What you will do —
Copy out each line of the data that includes the string "GroupId".

=== Material provided ===

use chrono::{DateTime, Utc};
use serde::{Deserialize, Serialize};
use uuid::Uuid;

pub const COLLECTIBLE_SCHEMA_VERSION: u8 = 1;
pub const SPAWN_SCHEMA_VERSION: u8 = 1;
pub const CATCH_SCHEMA_VERSION: u8 = 1;
pub const GROUP_SCHEMA_VERSION: u8 = 1;

/// Opaque chat identifier as delivered by the transport.
pub type GroupId = i64;
/// Opaque user identifier as delivered by the transport.
pub type UserId = i64;

/// Category assigned when an admin adds a collectible without naming one.
pub const DEFAULT_CATEGORY: &str = "Unsorted";

/// Decorative glyph shown next to a collectible, derived from its rarity tier.
pub fn glyph_for_rarity(rarity: &str) -> &'static str {
    match rarity.to_ascii_uppercase().as_str() {
        "C" | "COMMON" => "⚪",
        "R" | "RARE" => "🔵",
        "SR" | "EPIC" => "🟣",
        "SSR" | "LEGENDARY" => "🟡",
        "UR" | "MYTHIC" => "🔴",
        _ => "✨",
    }
}

/// A named character that can be spawned in a group and caught.
#[derive(Debug, Clone, PartialEq, Eq, Serialize, Deserialize)]
pub struct Collectible {
    pub name: String,
    pub image_url: String,
    pub rarity: String,
    pub category: String,
    pub glyph: String,
    pub schema_version: u8,
}

impl Collectible {
    /// Build a collectible, upper-casing the rarity and deriving its glyph.
    pub fn new(
        name: impl Into<String>,
        image_url: impl Into<String>,
        rarity: impl Into<String>,
        category: Option<String>,
    ) -> Self {
        let rarity = rarity.into().trim().to_uppercase();
        let glyph = glyph_for_rarity(&rarity).to_string();
        let category = category
            .map(|c| c.trim().to_string())
            .filter(|c| !c.is_empty())
            .unwrap_or_else(|| DEFAULT_CATEGORY.to_string());
        Self {
            name: name.into().trim().to_string(),
            image_url: image_url.into().trim().to_string(),
            rarity,
            category,
            glyph,
            schema_version: COLLECTIBLE_SCHEMA_VERSION,
        }
    }

    /// Lookup key: names are unique ignoring case.
    pub fn name_key(name: &str) -> String {
        name.trim().to_lowercase()
    }

    /// Case-insensitive exact comparison against a guess. Only surrounding whitespace
    /// is ignored.
    pub fn matches_guess(&self, guess: &str) -> bool {
        let guess = guess.trim();
        !guess.is_empty() && guess.to_lowercase() == self.name.to_lowercase()
    }
}

/// The collectible currently claimable in a group.
#[derive(Debug, Clone, PartialEq, Eq, Serialize, Deserialize)]
pub struct ActiveSpawn {
    pub id: Uuid,
    pub group: GroupId,
    pub collectible: Collectible,
    pub spawned_at: DateTime<Utc>,
    pub schema_version: u8,
}

impl ActiveSpawn {
    pub fn new(group: GroupId, collectible: Collectible, spawned_at: DateTime<Utc>) -> Self {
        Self {
            id: Uuid::new_v4(),
            group,
            collectible,
            spawned_at,
            schema_version: SPAWN_SCHEMA_VERSION,
        }
    }
}

/// Who is claiming: the id keys the collection, the name is shown to the group.
#[derive(Debug, Clone, PartialEq, Eq)]
pub struct Claimer {
    pub id: UserId,
    pub display_name: String,
}

impl Claimer {
    pub fn new(id: UserId, display_name: impl Into<String>) -> Self {
        Self {
            id,
            display_name: display_name.into(),
        }
    }
}

/// Append-only fact: this claimer owns a snapshot of this collectible.
#[derive(Debug, Clone, PartialEq, Eq, Serialize, Deserialize)]
pub struct CatchRecord {
    pub id: Uuid,
    pub claimer_id: UserId,
    pub claimer_name: String,
    pub group: GroupId,
    pub collectible: Collectible,
    pub caught_at: DateTime<Utc>,
    pub schema_version: u8,
}

impl CatchRecord {
    pub fn new(claimer: &Claimer, spawn: &ActiveSpawn, caught_at: DateTime<Utc>) -> Self {
        Self {
            id: Uuid::new_v4(),
            claimer_id: claimer.id,
            claimer_name: claimer.display_name.clone(),
            group: spawn.group,
            collectible: spawn.collectible.clone(),
            caught_at,
            schema_version: CATCH_SCHEMA_VERSION,
        }
    }
}

/// A chat the bot has been added to.
#[derive(Debug, Clone, PartialEq, Eq, Serialize, Deserialize)]
pub struct GroupRecord {
    pub id: GroupId,
    pub title: String,
    pub joined_at: DateTime<Utc>,
    pub schema_version: u8,
}

impl GroupRecord {
    pub fn new(id: GroupId, title: impl Into<String>) -> Self {
        Self {
            id,
            title: title.into(),
            joined_at: Utc::now(),
            schema_version: GROUP_SCHEMA_VERSION,
        }
    }
}

/// Why a spawn attempt did nothing even though collectibles exist.
#[derive(Debug, Clone, Copy, PartialEq, Eq)]
pub enum SkipReason {
    AlreadyActive,
}

impl std::fmt::Display for SkipReason {
    fn fmt(&self, f: &mut std::fmt::Formatter<'_>) -> std::fmt::Result {
        match self {
            SkipReason::AlreadyActive => write!(f, "already active"),
        }
    }
}

#[derive(Debug, Clone, PartialEq, Eq)]
pub enum SpawnOutcome {
    Spawned(Collectible),
    Skipped(SkipReason),
    NoCollectiblesAvailable,
}

#[derive(Debug, Clone, PartialEq, Eq)]
pub enum CatchOutcome {
    Success(Collectible),
    WrongName,
    NothingActive,
    AlreadyCaughtBy(String),
}

/// Result of feeding one plain group message through the spawn pipeline.
#[derive(Debug, Clone, PartialEq, Eq)]
pub enum MessageOutcome {
    /// A spawn is already waiting to be caught; the message was not counted.
    Blocked,
    /// Sender hit the consecutive-message limit.
    Throttled,
    /// Counted; carries the group's running total.
    Counted(u32),
    /// Threshold reached and a spawn was attempted.
    Spawn(SpawnOutcome),
}

#[cfg(test)]
mod tests {
    use super::*;

    #[test]
    fn guess_matching_is_case_insensitive_and_exact() {
        let goku = Collectible::new("Goku", "https://img/goku.jpg", "ssr", None);
        assert!(goku.matches_guess("goku"));
        assert!(goku.matches_guess("  GOKU "));
        assert!(!goku.matches_guess("Gok"));
        assert!(!goku.matches_guess("Goku!"));
        assert!(!goku.matches_guess(""));
    }

    #[test]
    fn rarity_is_normalised_and_glyph_derived() {
        let c = Collectible::new("Violet Evergarden", "u", " ssr ", Some("  ".into()));
        assert_eq!(c.rarity, "SSR");
        assert_eq!(c.glyph, "🟡");
        assert_eq!(c.category, DEFAULT_CATEGORY);
        assert_eq!(glyph_for_rarity("whatever"), "✨");
    }

    #[test]
    fn accents_are_not_folded() {
        let c = Collectible::new("Chloé", "u", "R", None);
        assert!(c.matches_guess("CHLOÉ"));
        assert!(!c.matches_guess("Chloe"));
    }
}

===

Written response —
pub type GroupId = i64;
    pub group: GroupId,
    pub fn new(group: GroupId, collectible: Collectible, spawned_at: DateTime<Utc>) -> Self {
    pub group: GroupId,
    pub id: GroupId,
    pub fn new(id: GroupId, title: impl Into<String>) -> Self {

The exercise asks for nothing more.